▼▼▼

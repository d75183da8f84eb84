//! Job status value object and the transition table.

use serde::{Deserialize, Serialize};
use std::fmt;

/// Lifecycle state of a job.
#[derive(Debug, Clone, Copy, PartialEq, Eq, Hash, Serialize, Deserialize, Default)]
#[serde(rename_all = "SCREAMING_SNAKE_CASE")]
pub enum JobStatus {
    /// Job row exists but is not yet visible to workers.
    #[default]
    Pending,
    /// Job is in the ready index, waiting for a worker.
    Queued,
    /// A worker owns the job and is running its handler.
    Processing,
    /// Handler returned a result; terminal.
    Completed,
    /// Retries exhausted or failure was permanent; terminal.
    Failed,
    /// Handler failed; the job sits in the delayed index until its backoff
    /// elapses.
    Retrying,
    /// Cancelled by an operator; terminal.
    Cancelled,
}

impl JobStatus {
    /// Returns true for states a job can never leave.
    #[must_use]
    pub const fn is_terminal(&self) -> bool {
        matches!(self, Self::Completed | Self::Failed | Self::Cancelled)
    }

    /// Returns true for states a worker may pick up.
    ///
    /// A worker that pops an id whose row is in any other state discards
    /// the reference and moves on.
    #[must_use]
    pub const fn is_dequeueable(&self) -> bool {
        self.can_transition_to(Self::Processing)
    }

    /// Returns true for states from which an operator may cancel.
    ///
    /// Cancelling a running job is not supported; handlers are never
    /// interrupted.
    #[must_use]
    pub const fn is_cancellable(&self) -> bool {
        self.can_transition_to(Self::Cancelled)
    }

    /// The transition table, as a pure function.
    ///
    /// QUEUED and RETRYING may fail directly: a job whose type has no
    /// registered handler is failed before it ever reaches PROCESSING.
    #[must_use]
    pub const fn can_transition_to(&self, next: Self) -> bool {
        match (self, next) {
            (Self::Pending, Self::Queued | Self::Cancelled) => true,
            (Self::Queued, Self::Processing | Self::Cancelled | Self::Failed) => true,
            (Self::Processing, Self::Completed | Self::Retrying | Self::Failed) => true,
            (Self::Retrying, Self::Queued | Self::Processing | Self::Cancelled | Self::Failed) => {
                true
            }
            _ => false,
        }
    }

    /// Database string encoding.
    #[must_use]
    pub const fn as_str(&self) -> &'static str {
        match self {
            Self::Pending => "PENDING",
            Self::Queued => "QUEUED",
            Self::Processing => "PROCESSING",
            Self::Completed => "COMPLETED",
            Self::Failed => "FAILED",
            Self::Retrying => "RETRYING",
            Self::Cancelled => "CANCELLED",
        }
    }

    /// Parses the database string encoding.
    #[must_use]
    pub fn parse(s: &str) -> Option<Self> {
        match s {
            "PENDING" => Some(Self::Pending),
            "QUEUED" => Some(Self::Queued),
            "PROCESSING" => Some(Self::Processing),
            "COMPLETED" => Some(Self::Completed),
            "FAILED" => Some(Self::Failed),
            "RETRYING" => Some(Self::Retrying),
            "CANCELLED" => Some(Self::Cancelled),
            _ => None,
        }
    }
}

impl fmt::Display for JobStatus {
    fn fmt(&self, f: &mut fmt::Formatter<'_>) -> fmt::Result {
        f.write_str(self.as_str())
    }
}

▲▲▲

### Directions for this task
Show the lines above that include "serde".

### Exercise solution
use serde::{Deserialize, Serialize};
#[serde(rename_all = "SCREAMING_SNAKE_CASE")]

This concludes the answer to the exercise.